> What you need to do: The data must be returned in full, with no character altered.

[Start of Attachment]

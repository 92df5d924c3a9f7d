//! Core error types for quietude-core.
//!
//! This module defines the error hierarchy used across the library.
//! Persistence failures are always surfaced through these types rather
//! than swallowed; the engine decides at its boundary which of them are
//! recoverable.

use std::path::PathBuf;
use thiserror::Error;

/// Core error type for quietude-core.
#[derive(Error, Debug)]
pub enum CoreError {
    /// Storage-related errors
    #[error("Storage error: {0}")]
    Storage(#[from] StorageError),

    /// Configuration-related errors
    #[error("Configuration error: {0}")]
    Config(#[from] ConfigError),

    /// Validation errors
    #[error("Validation error: {0}")]
    Validation(#[from] ValidationError),

    /// IO errors
    #[error("IO error: {0}")]
    Io(#[from] std::io::Error),

    /// Serialization/deserialization errors
    #[error("JSON error: {0}")]
    Json(#[from] serde_json::Error),

    /// Generic errors with context
    #[error("{0}")]
    Custom(String),
}

/// Storage-specific errors.
#[derive(Error, Debug)]
pub enum StorageError {
    /// Failed to open the battery store
    #[error("Failed to open battery store at {path}: {source}")]
    OpenFailed {
        path: PathBuf,
        #[source]
        source: rusqlite::Error,
    },

    /// Query execution failed
    #[error("Query failed: {0}")]
    QueryFailed(String),

    /// Migration failed
    #[error("Store migration failed: {0}")]
    MigrationFailed(String),

    /// Store is locked by another process
    #[error("Battery store is locked")]
    Locked,

    /// Data directory could not be resolved or created
    #[error("Data directory unavailable: {0}")]
    DataDir(String),
}

/// Configuration-specific errors.
#[derive(Error, Debug)]
pub enum ConfigError {
    /// Failed to load configuration
    #[error("Failed to load configuration from {path}: {message}")]
    LoadFailed { path: PathBuf, message: String },

    /// Failed to save configuration
    #[error("Failed to save configuration to {path}: {message}")]
    SaveFailed { path: PathBuf, message: String },

    /// Invalid configuration value
    #[error("Invalid configuration value for '{key}': {message}")]
    InvalidValue { key: String, message: String },

    /// Failed to parse configuration
    #[error("Failed to parse configuration: {0}")]
    ParseFailed(String),
}

/// Validation errors.
#[derive(Error, Debug)]
pub enum ValidationError {
    /// Invalid value
    #[error("Invalid value for '{field}': {message}")]
    InvalidValue { field: String, message: String },

    /// Empty collection
    #[error("Empty collection: {0}")]
    EmptyCollection(String),
}

impl From<rusqlite::Error> for StorageError {
    fn from(err: rusqlite::Error) -> Self {
        match &err {
            rusqlite::Error::SqliteFailure(err, _msg) => {
                if err.code == rusqlite::ErrorCode::DatabaseLocked {
                    StorageError::Locked
                } else {
                    StorageError::QueryFailed(err.to_string())
                }
            }
            _ => StorageError::QueryFailed(err.to_string()),
        }
    }
}

impl From<Box<dyn std::error::Error + Send + Sync>> for CoreError {
    fn from(err: Box<dyn std::error::Error + Send + Sync>) -> Self {
        CoreError::Custom(err.to_string())
    }
}

/// Result type alias for CoreError
pub type Result<T, E = CoreError> = std::result::Result<T, E>;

[End of Attachment]

> Exercise response:
repository 92df5d924c3a9f7d
//! Core error types for quietude-core.
//!
//! This module defines the error hierarchy used across the library.
//! Persistence failures are always surfaced through these types rather
//! than swallowed; the engine decides at its boundary which of them are
//! recoverable.

use std::path::PathBuf;
use thiserror::Error;

/// Core error type for quietude-core.
#[derive(Error, Debug)]
pub enum CoreError {
    /// Storage-related errors
    #[error("Storage error: {0}")]
    Storage(#[from] StorageError),

    /// Configuration-related errors
    #[error("Configuration error: {0}")]
    Config(#[from] ConfigError),

    /// Validation errors
    #[error("Validation error: {0}")]
    Validation(#[from] ValidationError),

    /// IO errors
    #[error("IO error: {0}")]
    Io(#[from] std::io::Error),

    /// Serialization/deserialization errors
    #[error("JSON error: {0}")]
    Json(#[from] serde_json::Error),

    /// Generic errors with context
    #[error("{0}")]
    Custom(String),
}

/// Storage-specific errors.
#[derive(Error, Debug)]
pub enum StorageError {
    /// Failed to open the battery store
    #[error("Failed to open battery store at {path}: {source}")]
    OpenFailed {
        path: PathBuf,
        #[source]
        source: rusqlite::Error,
    },

    /// Query execution failed
    #[error("Query failed: {0}")]
    QueryFailed(String),

    /// Migration failed
    #[error("Store migration failed: {0}")]
    MigrationFailed(String),

    /// Store is locked by another process
    #[error("Battery store is locked")]
    Locked,

    /// Data directory could not be resolved or created
    #[error("Data directory unavailable: {0}")]
    DataDir(String),
}

/// Configuration-specific errors.
#[derive(Error, Debug)]
pub enum ConfigError {
    /// Failed to load configuration
    #[error("Failed to load configuration from {path}: {message}")]
    LoadFailed { path: PathBuf, message: String },

    /// Failed to save configuration
    #[error("Failed to save configuration to {path}: {message}")]
    SaveFailed { path: PathBuf, message: String },

    /// Invalid configuration value
    #[error("Invalid configuration value for '{key}': {message}")]
    InvalidValue { key: String, message: String },

    /// Failed to parse configuration
    #[error("Failed to parse configuration: {0}")]
    ParseFailed(String),
}

/// Validation errors.
#[derive(Error, Debug)]
pub enum ValidationError {
    /// Invalid value
    #[error("Invalid value for '{field}': {message}")]
    InvalidValue { field: String, message: String },

    /// Empty collection
    #[error("Empty collection: {0}")]
    EmptyCollection(String),
}

impl From<rusqlite::Error> for StorageError {
    fn from(err: rusqlite::Error) -> Self {
        match &err {
            rusqlite::Error::SqliteFailure(err, _msg) => {
                if err.code == rusqlite::ErrorCode::DatabaseLocked {
                    StorageError::Locked
                } else {
                    StorageError::QueryFailed(err.to_string())
                }
            }
            _ => StorageError::QueryFailed(err.to_string()),
        }
    }
}

impl From<Box<dyn std::error::Error + Send + Sync>> for CoreError {
    fn from(err: Box<dyn std::error::Error + Send + Sync>) -> Self {
        CoreError::Custom(err.to_string())
    }
}

/// Result type alias for CoreError
pub type Result<T, E = CoreError> = std::result::Result<T, E>;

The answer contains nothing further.